Léontine(railleuse.)
Comment donc !… jusqu'à demain matin.
Moricet(bien convaincu.)
… demain matin, de bonne heure !… Il faut que je sois à huit heures à mes affaires, ainsi…
Léontine(railleuse.)
Oh ! vous m'en direz tant !
Moricet(pincé.)
Léontine, vous n'avez pas confiance en moi.
Léontine
Mais, voyons, grand insensé, en admettant même que je veuille… ce que vous demandez, vous ne pensez donc pas que j'ai ma réputation à sauvegarder !… Mais qu'est-ce qu'on dirait, les domestiques, le concierge, s'ils apercevaient que je ne rentre pas ce soir ?… Quelles gorges chaudes !…
Moricet(avec dédain.)
Vous voyez toujours les choses par leur petit côté. (Il se rassied.)
Comme si une femme ne trouvait pas toujours à donner le change pour ces machines-là…
Léontine
Ah ! c'est facile, oui ! (Passant la cartouche à Moricet.)
Vingt-neuf.
Moricet(prenant la cartouche et bourrant.)

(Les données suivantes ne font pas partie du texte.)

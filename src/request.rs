//! Request descriptors consumed by the interception pipeline

use reqwest::Method;
use serde_json::Value;

/// Describes an outbound API request.
///
/// This is the unit the key generators, predicates and transport all
/// operate on. The interceptor clones it before tagging so caller-owned
/// descriptors are never mutated.
#[derive(Debug, Clone)]
pub struct RequestDescriptor {
    pub method: Method,
    pub url: String,
    /// Query parameters, appended to the URL by the transport.
    pub params: Vec<(String, String)>,
    /// JSON body, sent for mutating requests.
    pub body: Option<Value>,
}

impl RequestDescriptor {
    pub fn new(method: Method, url: impl Into<String>) -> Self {
        Self {
            method,
            url: url.into(),
            params: Vec::new(),
            body: None,
        }
    }

    pub fn get(url: impl Into<String>) -> Self {
        Self::new(Method::GET, url)
    }

    pub fn post(url: impl Into<String>) -> Self {
        Self::new(Method::POST, url)
    }

    pub fn with_param(mut self, key: impl Into<String>, value: impl Into<String>) -> Self {
        self.params.push((key.into(), value.into()));
        self
    }

    pub fn with_body(mut self, body: Value) -> Self {
        self.body = Some(body);
        self
    }
}

#[cfg(test)]
mod tests {
    use super::*;
    use serde_json::json;

    #[test]
    fn test_builder() {
        let descriptor = RequestDescriptor::get("/players")
            .with_param("team", "42")
            .with_body(json!({"name": "X"}));

        assert_eq!(descriptor.method, Method::GET);
        assert_eq!(descriptor.url, "/players");
        assert_eq!(descriptor.params, vec![("team".to_string(), "42".to_string())]);
        assert_eq!(descriptor.body, Some(json!({"name": "X"})));
    }
}
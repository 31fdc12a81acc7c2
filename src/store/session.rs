//! Session-scoped bounded backend

use std::collections::HashMap;

use async_trait::async_trait;
use tokio::sync::RwLock;

use crate::error::StoreError;

use super::backend::StorageBackend;

/// Bounded in-process storage scoped to the current session.
///
/// Unlike [`super::MemoryBackend`] the capacity is a hard quota: a write
/// that would grow the map past `max_entries` is rejected with
/// [`StoreError::QuotaExceeded`], which the store wrapper recovers from by
/// evicting the oldest entries and retrying once. Entries do not survive
/// the session (process lifetime).
#[derive(Debug)]
pub struct SessionBackend {
    entries: RwLock<HashMap<String, String>>,
    max_entries: usize,
}

impl SessionBackend {
    pub fn new(max_entries: usize) -> Self {
        Self {
            entries: RwLock::new(HashMap::new()),
            max_entries,
        }
    }
}

#[async_trait]
impl StorageBackend for SessionBackend {
    async fn read(&self, key: &str) -> Result<Option<String>, StoreError> {
        Ok(self.entries.read().await.get(key).cloned())
    }

    async fn write(&self, key: &str, value: &str) -> Result<(), StoreError> {
        let mut entries = self.entries.write().await;

        if !entries.contains_key(key) && entries.len() >= self.max_entries {
            return Err(StoreError::quota_exceeded(format!(
                "session storage is at capacity ({} entries)",
                self.max_entries
            )));
        }

        entries.insert(key.to_string(), value.to_string());
        Ok(())
    }

    async fn remove(&self, key: &str) -> Result<(), StoreError> {
        self.entries.write().await.remove(key);
        Ok(())
    }

    async fn keys(&self) -> Result<Vec<String>, StoreError> {
        Ok(self.entries.read().await.keys().cloned().collect())
    }
}
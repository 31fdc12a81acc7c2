//! In-flight request registry
//!
//! Tracks exactly one canonical pending request per dedupe key. Duplicates
//! arriving before the canonical request settles receive a waiter on its
//! outcome instead of dispatching their own network call. The
//! check-then-claim step runs under one lock so the one-canonical-per-key
//! invariant holds on a multi-threaded runtime.

use std::collections::HashMap;
use std::sync::{Arc, Mutex};

use serde_json::Value;
use tokio::sync::broadcast;
use tracing::{debug, warn};

use crate::cancel::CancelToken;
use crate::error::ClientCacheError;

/// Settled result of a canonical request, cloned to every waiter.
pub(crate) type Outcome = Result<Value, ClientCacheError>;

#[derive(Debug)]
struct InFlightEntry {
    sender: broadcast::Sender<Outcome>,
    /// One handle per request sharing this key, the canonical one included.
    /// Triggering any one of them never disturbs the others' completion.
    handles: Vec<CancelToken>,
}

/// Ownership of a claimed dedupe key.
///
/// The canonical request holds this for the duration of its network call
/// and settles it with the outcome. If the holder's future is dropped
/// mid-flight (a caller timeout, an abandoned task), `Drop` releases the
/// entry with an error so waiters fail instead of hanging and the key is
/// immediately claimable again.
#[derive(Debug)]
pub(crate) struct ClaimGuard {
    registry: Arc<InFlightRegistry>,
    key: Option<String>,
}

impl ClaimGuard {
    /// Releases the entry with the settled outcome, broadcasting it to
    /// every waiter. Consumes the guard so `Drop` cannot release twice.
    pub(crate) fn settle(mut self, outcome: &Outcome) {
        if let Some(key) = self.key.take() {
            self.registry.release(&key, outcome);
        }
    }
}

impl Drop for ClaimGuard {
    fn drop(&mut self) {
        if let Some(key) = self.key.take() {
            warn!(key = %key, "canonical request dropped before settling");
            self.registry.release(
                &key,
                &Err(ClientCacheError::http(
                    "canonical request dropped before settling",
                )),
            );
        }
    }
}

/// Result of asking the registry about a dedupe key.
#[derive(Debug)]
pub(crate) enum JoinOutcome {
    /// No request was in flight; the asking request is now canonical and
    /// owns the entry through the guard.
    Claimed(ClaimGuard),
    /// A canonical request exists; await its broadcast outcome.
    Joined(broadcast::Receiver<Outcome>),
}

#[derive(Debug, Default)]
pub(crate) struct InFlightRegistry {
    entries: Mutex<HashMap<String, InFlightEntry>>,
}

impl InFlightRegistry {
    pub(crate) fn new() -> Self {
        Self::default()
    }

    /// Atomically joins an existing entry or claims the key as canonical.
    ///
    /// Claiming is registration: it only happens after the cache decision,
    /// so a claimed request is guaranteed to dispatch and the entry can
    /// never describe a call that was short-circuited.
    pub(crate) fn join_or_claim(self: &Arc<Self>, key: &str, handle: CancelToken) -> JoinOutcome {
        let mut entries = self.entries.lock().unwrap_or_else(|e| e.into_inner());

        if let Some(entry) = entries.get_mut(key) {
            entry.handles.push(handle);
            debug!(key, waiters = entry.handles.len() - 1, "joining in-flight request");
            return JoinOutcome::Joined(entry.sender.subscribe());
        }

        let (sender, _) = broadcast::channel(1);
        entries.insert(
            key.to_string(),
            InFlightEntry {
                sender,
                handles: vec![handle],
            },
        );
        JoinOutcome::Claimed(ClaimGuard {
            registry: self.clone(),
            key: Some(key.to_string()),
        })
    }

    /// Releases the entry once the canonical request settles, broadcasting
    /// the outcome to every waiter. Reached through [`ClaimGuard`] on both
    /// the settle and drop paths so later requests are never starved.
    fn release(&self, key: &str, outcome: &Outcome) {
        let entry = {
            let mut entries = self.entries.lock().unwrap_or_else(|e| e.into_inner());
            entries.remove(key)
        };

        match entry {
            Some(entry) => {
                // Send fails only when no waiter subscribed.
                let _ = entry.sender.send(outcome.clone());
            }
            None => {
                debug_assert!(false, "released a dedupe key that was never registered");
                warn!(key, "released a dedupe key that was never registered");
            }
        }
    }

    #[cfg(test)]
    pub(crate) fn handle_count(&self, key: &str) -> usize {
        self.entries
            .lock()
            .unwrap()
            .get(key)
            .map(|e| e.handles.len())
            .unwrap_or(0)
    }

    #[cfg(test)]
    pub(crate) fn contains(&self, key: &str) -> bool {
        self.entries.lock().unwrap().contains_key(key)
    }
}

Vingt-neuf. Vous n'êtes pas sans avoir une parente à la campagne ?
Léontine
Oui, ma marraine…
Moricet
Eh bien ! votre mari s'absente, vous allez chez votre marraine.
Léontine
Oui-da ! et en chemin je bifurque, n'est-ce pas ? et je m'arrête, 40, rue d'Athènes, dans le petit pied-à-terre de M. Moricet.
Moricet(bien sincère.)
Oh ! oui !
Léontine(railleuse.)
Comment donc ! Vous me voyez allant dans votre appartement de garçon.
Moricet(avec conviction.)
Très bien !
Léontine(même jeu.)
Tenez, vous m'amusez.
Moricet(comme un argument sans réplique.)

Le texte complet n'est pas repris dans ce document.